About this task> Look through the entries below and return all lines including the word "match".

Top of Material shown

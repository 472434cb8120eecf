//! Opt-in file logging.
//!
//! Set `TILEMUX_LOG` to any non-empty value to append tracing events to
//! `tilemux.log` in the working directory. Log output never goes to the
//! terminal, which the engine owns while running. `RUST_LOG` filters as
//! usual; the default level is `debug` so script failures are captured.

use std::fs::OpenOptions;

use tracing_appender::non_blocking::WorkerGuard;
use tracing_subscriber::EnvFilter;

/// Initialize file logging if `TILEMUX_LOG` is set.
///
/// Returns a guard that must stay alive for the duration of the
/// process; dropping it flushes and closes the log file. Returns `None`
/// (and logs nothing) when the variable is unset or the file cannot be
/// opened.
pub fn init() -> Option<WorkerGuard> {
    if std::env::var("TILEMUX_LOG").unwrap_or_default().is_empty() {
        return None;
    }

    let file = OpenOptions::new()
        .create(true)
        .append(true)
        .open("tilemux.log")
        .ok()?;

    let (writer, guard) = tracing_appender::non_blocking(file);
    let subscriber = tracing_subscriber::fmt()
        .with_env_filter(EnvFilter::try_from_default_env().unwrap_or_else(|_| "debug".into()))
        .with_writer(writer)
        .with_ansi(false);

    match subscriber.try_init() {
        Ok(()) => Some(guard),
        // A subscriber is already installed; drop the guard so the
        // writer shuts down.
        Err(_) => None,
    }
}
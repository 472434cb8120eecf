//! Focus traversal over selectable boxes.
//!
//! Selectable boxes are the leaves of the tree (boxes with no children).
//! Focus starts at the first selectable box in declaration order and
//! wraps in both directions. With no selectable boxes, focus is null and
//! traversal is a no-op.

use crate::store::{keys, Entity, Store};

/// A focus movement: the box losing focus and the box gaining it.
#[derive(Clone, Copy, Debug, PartialEq, Eq)]
pub struct FocusChange {
    /// The previously focused box.
    pub from: Entity,
    /// The newly focused box.
    pub to: Entity,
}

/// Cyclic focus order over a layout's selectable boxes.
#[derive(Clone, Debug, Default)]
pub struct FocusRing {
    order: Vec<Entity>,
    current: Option<usize>,
}

impl FocusRing {
    /// Create an empty ring.
    pub fn new() -> Self {
        Self::default()
    }

    /// Rebuild the ring from a layout's current boxes.
    ///
    /// The previously focused box keeps focus if it is still selectable;
    /// otherwise focus falls back to the first selectable box.
    pub fn rebuild(&mut self, store: &Store, layout: Entity) {
        let focused = self.current();
        let boxes = store.boxes_in(layout);

        let parent_ids: Vec<String> = boxes
            .iter()
            .filter_map(|bx| store.get_str(*bx, keys::PARENT).map(String::from))
            .collect();

        self.order = boxes
            .into_iter()
            .filter(|bx| {
                store
                    .get_str(*bx, keys::ID)
                    .is_some_and(|id| !parent_ids.iter().any(|p| p == id))
            })
            .collect();

        self.current = match focused.and_then(|f| self.order.iter().position(|bx| *bx == f)) {
            Some(i) => Some(i),
            None if self.order.is_empty() => None,
            None => Some(0),
        };
    }

    /// The focused box, if any.
    pub fn current(&self) -> Option<Entity> {
        self.current.and_then(|i| self.order.get(i).copied())
    }

    /// All selectable boxes in traversal order.
    pub fn order(&self) -> &[Entity] {
        &self.order
    }

    /// Advance focus to the next selectable box, wrapping at the end.
    pub fn next(&mut self) -> Option<FocusChange> {
        self.advance(1)
    }

    /// Move focus to the previous selectable box, wrapping at the start.
    pub fn prev(&mut self) -> Option<FocusChange> {
        self.advance(self.order.len().saturating_sub(1))
    }

    fn advance(&mut self, step: usize) -> Option<FocusChange> {
        let len = self.order.len();
        if len == 0 {
            return None;
        }
        let from_idx = self.current.unwrap_or(0);
        let to_idx = (from_idx + step) % len;
        self.current = Some(to_idx);
        Some(FocusChange {
            from: self.order[from_idx],
            to: self.order[to_idx],
        })
    }
}

#[cfg(test)]
mod tests {
    use super::*;

    fn layout_with_leaves(ids: &[&str]) -> (Store, Entity, Vec<Entity>) {
        let mut store = Store::new();
        let layout = store.new_layout();
        let root = store.new_box(layout);
        store.set_prop(root, keys::ID, "root");
        store.set_prop(root, keys::IS_ROOT, true);
        let mut leaves = Vec::new();
        for id in ids {
            let bx = store.new_box(layout);
            store.set_prop(bx, keys::ID, *id);
            store.set_prop(bx, keys::PARENT, "root");
            leaves.push(bx);
        }
        (store, layout, leaves)
    }

    #[test]
    fn root_with_children_is_not_selectable() {
        let (store, layout, leaves) = layout_with_leaves(&["left", "right"]);
        let mut ring = FocusRing::new();
        ring.rebuild(&store, layout);
        assert_eq!(ring.order(), leaves.as_slice());
    }

    #[test]
    fn childless_root_is_selectable() {
        let (store, layout, _) = layout_with_leaves(&[]);
        let mut ring = FocusRing::new();
        ring.rebuild(&store, layout);
        assert_eq!(ring.order().len(), 1);
        assert!(ring.current().is_some());
    }

    #[test]
    fn focus_starts_at_first_leaf() {
        let (store, layout, leaves) = layout_with_leaves(&["left", "right"]);
        let mut ring = FocusRing::new();
        ring.rebuild(&store, layout);
        assert_eq!(ring.current(), Some(leaves[0]));
    }

    #[test]
    fn next_wraps_around() {
        let (store, layout, leaves) = layout_with_leaves(&["left", "right"]);
        let mut ring = FocusRing::new();
        ring.rebuild(&store, layout);

        let step = ring.next();
        assert_eq!(
            step,
            Some(FocusChange {
                from: leaves[0],
                to: leaves[1]
            })
        );
        let step = ring.next();
        assert_eq!(
            step,
            Some(FocusChange {
                from: leaves[1],
                to: leaves[0]
            })
        );
    }

    #[test]
    fn prev_is_inverse_of_next() {
        let (store, layout, leaves) = layout_with_leaves(&["a", "b", "c"]);
        let mut ring = FocusRing::new();
        ring.rebuild(&store, layout);

        ring.next();
        ring.prev();
        assert_eq!(ring.current(), Some(leaves[0]));
        // Wrap backwards from index 0.
        let step = ring.prev();
        assert_eq!(
            step,
            Some(FocusChange {
                from: leaves[0],
                to: leaves[2]
            })
        );
    }

    #[test]
    fn repeated_next_cycles_all_leaves() {
        let (store, layout, leaves) = layout_with_leaves(&["a", "b", "c"]);
        let mut ring = FocusRing::new();
        ring.rebuild(&store, layout);

        let mut seen = Vec::new();
        for _ in 0..leaves.len() {
            if let Some(change) = ring.next() {
                seen.push(change.to);
            }
        }
        seen.sort_by_key(|e| leaves.iter().position(|l| l == e));
        assert_eq!(seen, leaves);
    }

    #[test]
    fn empty_ring_is_a_noop() {
        let mut store = Store::new();
        let layout = store.new_layout();
        let mut ring = FocusRing::new();
        ring.rebuild(&store, layout);
        assert_eq!(ring.current(), None);
        assert_eq!(ring.next(), None);
        assert_eq!(ring.prev(), None);
    }

    #[test]
    fn rebuild_keeps_surviving_focus() {
        let (store, layout, leaves) = layout_with_leaves(&["a", "b"]);
        let mut ring = FocusRing::new();
        ring.rebuild(&store, layout);
        ring.next();
        assert_eq!(ring.current(), Some(leaves[1]));
        ring.rebuild(&store, layout);
        assert_eq!(ring.current(), Some(leaves[1]));
    }
}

Bottom of Material shown

Expected answer>
    match subscriber.try_init() {
        self.current = match focused.and_then(|f| self.order.iter().position(|bx| *bx == f)) {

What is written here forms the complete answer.